> _WORK TO COMPLETE_
Scan the entries below for the word "AnalyzerRegistry" and copy every line where it turns up.

> _RECORDS PROVIDED_
>>>

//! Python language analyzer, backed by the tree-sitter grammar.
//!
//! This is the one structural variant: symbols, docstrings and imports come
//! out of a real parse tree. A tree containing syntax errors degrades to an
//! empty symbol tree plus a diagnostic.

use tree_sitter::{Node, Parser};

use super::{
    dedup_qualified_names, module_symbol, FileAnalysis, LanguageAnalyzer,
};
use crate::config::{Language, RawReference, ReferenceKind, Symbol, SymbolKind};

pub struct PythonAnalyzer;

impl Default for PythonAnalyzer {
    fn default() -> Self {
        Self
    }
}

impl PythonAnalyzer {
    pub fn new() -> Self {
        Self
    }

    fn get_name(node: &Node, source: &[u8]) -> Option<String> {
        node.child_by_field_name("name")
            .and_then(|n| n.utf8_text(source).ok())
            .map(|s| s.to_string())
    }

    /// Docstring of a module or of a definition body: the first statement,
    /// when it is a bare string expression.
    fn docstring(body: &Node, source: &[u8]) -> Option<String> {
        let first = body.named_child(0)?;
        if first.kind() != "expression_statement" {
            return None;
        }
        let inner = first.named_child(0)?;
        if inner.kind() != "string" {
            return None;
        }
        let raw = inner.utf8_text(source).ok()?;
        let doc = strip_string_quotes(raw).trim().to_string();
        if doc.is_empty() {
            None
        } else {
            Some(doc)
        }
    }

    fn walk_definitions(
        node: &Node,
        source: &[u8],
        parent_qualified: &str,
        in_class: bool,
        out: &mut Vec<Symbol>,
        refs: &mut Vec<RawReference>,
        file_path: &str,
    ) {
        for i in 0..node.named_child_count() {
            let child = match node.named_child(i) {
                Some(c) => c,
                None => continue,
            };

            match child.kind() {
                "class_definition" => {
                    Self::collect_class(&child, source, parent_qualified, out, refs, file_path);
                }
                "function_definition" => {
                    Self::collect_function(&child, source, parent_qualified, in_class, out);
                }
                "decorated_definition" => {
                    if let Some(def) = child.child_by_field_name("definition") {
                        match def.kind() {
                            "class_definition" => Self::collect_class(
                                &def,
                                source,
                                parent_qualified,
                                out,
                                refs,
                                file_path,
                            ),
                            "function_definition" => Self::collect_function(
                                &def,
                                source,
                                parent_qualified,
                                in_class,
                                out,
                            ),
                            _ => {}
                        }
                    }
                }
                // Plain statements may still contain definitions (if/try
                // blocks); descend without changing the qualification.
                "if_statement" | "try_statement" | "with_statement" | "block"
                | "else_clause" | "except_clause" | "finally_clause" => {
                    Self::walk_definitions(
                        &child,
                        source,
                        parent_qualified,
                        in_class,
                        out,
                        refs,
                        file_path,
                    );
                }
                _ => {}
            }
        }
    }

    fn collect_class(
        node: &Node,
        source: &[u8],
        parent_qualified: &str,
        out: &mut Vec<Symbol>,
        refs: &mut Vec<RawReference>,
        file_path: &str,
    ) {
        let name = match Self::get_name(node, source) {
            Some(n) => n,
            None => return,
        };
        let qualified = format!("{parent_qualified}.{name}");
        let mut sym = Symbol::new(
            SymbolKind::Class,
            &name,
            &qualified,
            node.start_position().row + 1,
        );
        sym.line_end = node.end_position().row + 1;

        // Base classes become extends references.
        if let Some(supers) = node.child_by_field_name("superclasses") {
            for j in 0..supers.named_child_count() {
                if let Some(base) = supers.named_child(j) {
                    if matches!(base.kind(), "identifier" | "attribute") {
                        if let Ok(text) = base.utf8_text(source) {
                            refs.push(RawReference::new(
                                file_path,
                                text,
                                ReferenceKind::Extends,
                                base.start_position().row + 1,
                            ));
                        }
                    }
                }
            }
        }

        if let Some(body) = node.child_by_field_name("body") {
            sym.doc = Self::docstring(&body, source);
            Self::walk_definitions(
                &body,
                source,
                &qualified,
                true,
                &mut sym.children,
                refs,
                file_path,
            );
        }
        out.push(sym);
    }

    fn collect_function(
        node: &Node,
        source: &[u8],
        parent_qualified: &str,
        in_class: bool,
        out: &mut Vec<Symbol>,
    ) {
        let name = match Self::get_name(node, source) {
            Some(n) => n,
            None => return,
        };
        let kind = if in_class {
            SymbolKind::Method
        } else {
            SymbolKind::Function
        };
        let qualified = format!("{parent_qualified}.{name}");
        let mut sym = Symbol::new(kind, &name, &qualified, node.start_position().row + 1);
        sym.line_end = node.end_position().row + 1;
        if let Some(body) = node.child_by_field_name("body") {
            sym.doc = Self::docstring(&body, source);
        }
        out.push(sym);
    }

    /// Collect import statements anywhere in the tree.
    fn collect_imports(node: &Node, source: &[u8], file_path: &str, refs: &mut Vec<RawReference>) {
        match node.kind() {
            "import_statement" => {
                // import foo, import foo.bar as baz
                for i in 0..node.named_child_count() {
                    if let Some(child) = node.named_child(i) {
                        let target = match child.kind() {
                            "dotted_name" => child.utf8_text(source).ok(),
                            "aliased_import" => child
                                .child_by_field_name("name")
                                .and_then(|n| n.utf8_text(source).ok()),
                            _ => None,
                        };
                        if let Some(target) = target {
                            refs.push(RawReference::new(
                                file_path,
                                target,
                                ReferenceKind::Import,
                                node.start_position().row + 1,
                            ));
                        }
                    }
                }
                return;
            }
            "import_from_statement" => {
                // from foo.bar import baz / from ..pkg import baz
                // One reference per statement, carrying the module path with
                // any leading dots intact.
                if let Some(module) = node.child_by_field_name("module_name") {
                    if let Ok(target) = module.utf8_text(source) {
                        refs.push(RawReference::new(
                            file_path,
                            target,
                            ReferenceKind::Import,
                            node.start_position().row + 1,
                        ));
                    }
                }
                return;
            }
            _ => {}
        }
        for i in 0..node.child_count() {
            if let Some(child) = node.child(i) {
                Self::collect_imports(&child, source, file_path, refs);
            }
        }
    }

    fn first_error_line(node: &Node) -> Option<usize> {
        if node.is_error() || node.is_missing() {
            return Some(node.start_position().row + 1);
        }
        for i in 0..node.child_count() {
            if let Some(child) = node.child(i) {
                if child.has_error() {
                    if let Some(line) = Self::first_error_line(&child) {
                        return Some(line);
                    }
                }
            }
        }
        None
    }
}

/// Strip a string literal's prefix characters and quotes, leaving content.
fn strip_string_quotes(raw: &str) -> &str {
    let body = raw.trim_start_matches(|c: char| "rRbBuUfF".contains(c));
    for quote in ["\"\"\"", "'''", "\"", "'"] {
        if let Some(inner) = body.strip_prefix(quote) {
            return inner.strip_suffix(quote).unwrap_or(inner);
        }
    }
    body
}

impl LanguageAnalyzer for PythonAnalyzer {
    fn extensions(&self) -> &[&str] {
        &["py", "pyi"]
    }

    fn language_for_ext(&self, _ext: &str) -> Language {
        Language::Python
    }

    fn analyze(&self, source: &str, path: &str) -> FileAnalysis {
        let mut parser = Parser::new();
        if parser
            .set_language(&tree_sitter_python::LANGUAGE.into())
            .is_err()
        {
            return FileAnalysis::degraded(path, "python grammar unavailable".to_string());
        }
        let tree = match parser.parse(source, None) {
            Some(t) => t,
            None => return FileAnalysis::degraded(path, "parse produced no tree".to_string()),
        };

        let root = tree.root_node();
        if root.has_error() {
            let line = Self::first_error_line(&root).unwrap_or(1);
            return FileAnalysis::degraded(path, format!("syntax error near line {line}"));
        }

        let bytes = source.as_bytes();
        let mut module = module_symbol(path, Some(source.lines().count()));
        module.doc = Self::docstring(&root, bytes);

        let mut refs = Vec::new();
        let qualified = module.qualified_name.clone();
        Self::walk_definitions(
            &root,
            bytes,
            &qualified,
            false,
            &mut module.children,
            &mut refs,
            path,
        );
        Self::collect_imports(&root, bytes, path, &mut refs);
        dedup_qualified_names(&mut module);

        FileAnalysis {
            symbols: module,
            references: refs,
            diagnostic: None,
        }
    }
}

<<<
>>>

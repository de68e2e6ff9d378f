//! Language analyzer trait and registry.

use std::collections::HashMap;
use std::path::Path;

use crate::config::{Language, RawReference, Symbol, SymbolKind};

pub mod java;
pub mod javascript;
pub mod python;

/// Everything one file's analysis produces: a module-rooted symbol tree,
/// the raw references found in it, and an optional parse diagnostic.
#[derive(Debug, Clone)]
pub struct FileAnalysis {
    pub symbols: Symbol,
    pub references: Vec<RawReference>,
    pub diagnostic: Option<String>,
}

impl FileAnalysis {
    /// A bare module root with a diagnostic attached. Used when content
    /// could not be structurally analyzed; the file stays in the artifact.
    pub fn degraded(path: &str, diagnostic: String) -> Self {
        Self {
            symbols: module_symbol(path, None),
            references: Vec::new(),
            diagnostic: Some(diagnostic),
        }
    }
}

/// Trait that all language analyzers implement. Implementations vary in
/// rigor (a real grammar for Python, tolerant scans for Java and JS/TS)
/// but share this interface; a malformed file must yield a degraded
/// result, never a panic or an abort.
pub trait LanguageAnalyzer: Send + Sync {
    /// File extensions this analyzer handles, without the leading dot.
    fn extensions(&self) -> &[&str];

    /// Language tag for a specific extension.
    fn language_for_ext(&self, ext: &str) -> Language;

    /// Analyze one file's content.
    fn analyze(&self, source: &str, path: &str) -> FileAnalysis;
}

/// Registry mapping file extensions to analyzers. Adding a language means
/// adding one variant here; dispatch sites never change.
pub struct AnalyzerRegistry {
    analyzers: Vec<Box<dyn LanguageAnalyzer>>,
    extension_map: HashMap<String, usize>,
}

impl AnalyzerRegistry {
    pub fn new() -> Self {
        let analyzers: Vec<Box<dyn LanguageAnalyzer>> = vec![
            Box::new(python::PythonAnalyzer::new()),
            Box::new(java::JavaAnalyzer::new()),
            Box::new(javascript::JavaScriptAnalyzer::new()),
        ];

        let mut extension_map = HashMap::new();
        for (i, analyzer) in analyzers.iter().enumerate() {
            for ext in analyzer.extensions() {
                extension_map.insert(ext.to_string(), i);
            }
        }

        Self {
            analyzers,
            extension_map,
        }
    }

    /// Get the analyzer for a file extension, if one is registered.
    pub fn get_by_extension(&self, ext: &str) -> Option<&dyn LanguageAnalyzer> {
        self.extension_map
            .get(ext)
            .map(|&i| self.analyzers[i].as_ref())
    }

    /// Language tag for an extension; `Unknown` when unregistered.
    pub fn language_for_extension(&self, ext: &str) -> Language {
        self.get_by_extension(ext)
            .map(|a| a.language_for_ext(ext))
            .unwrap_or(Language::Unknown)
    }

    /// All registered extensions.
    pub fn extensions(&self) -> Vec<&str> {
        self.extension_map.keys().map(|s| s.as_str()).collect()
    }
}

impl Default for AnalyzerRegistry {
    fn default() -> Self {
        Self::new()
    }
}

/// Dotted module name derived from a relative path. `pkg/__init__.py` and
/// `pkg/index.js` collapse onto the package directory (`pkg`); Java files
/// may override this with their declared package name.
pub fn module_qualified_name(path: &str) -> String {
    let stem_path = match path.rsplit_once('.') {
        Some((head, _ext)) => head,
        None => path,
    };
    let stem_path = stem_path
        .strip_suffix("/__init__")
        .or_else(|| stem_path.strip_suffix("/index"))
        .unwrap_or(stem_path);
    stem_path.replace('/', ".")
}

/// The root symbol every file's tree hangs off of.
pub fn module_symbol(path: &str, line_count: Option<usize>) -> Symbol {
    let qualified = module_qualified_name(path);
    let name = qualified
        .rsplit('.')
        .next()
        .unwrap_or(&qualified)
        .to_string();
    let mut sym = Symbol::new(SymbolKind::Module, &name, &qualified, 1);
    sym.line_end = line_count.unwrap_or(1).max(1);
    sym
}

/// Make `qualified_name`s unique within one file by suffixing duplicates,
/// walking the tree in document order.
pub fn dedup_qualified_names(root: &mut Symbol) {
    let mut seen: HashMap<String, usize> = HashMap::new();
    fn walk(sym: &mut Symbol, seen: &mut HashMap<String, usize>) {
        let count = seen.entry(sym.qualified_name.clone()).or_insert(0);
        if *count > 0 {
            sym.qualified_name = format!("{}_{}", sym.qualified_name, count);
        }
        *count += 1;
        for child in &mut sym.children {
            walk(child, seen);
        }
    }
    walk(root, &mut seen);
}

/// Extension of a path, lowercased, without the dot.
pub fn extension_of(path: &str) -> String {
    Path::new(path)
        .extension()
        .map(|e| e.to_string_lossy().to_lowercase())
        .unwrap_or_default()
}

<<<

> _RESPONSE BELOW_
pub struct AnalyzerRegistry {
impl AnalyzerRegistry {
impl Default for AnalyzerRegistry {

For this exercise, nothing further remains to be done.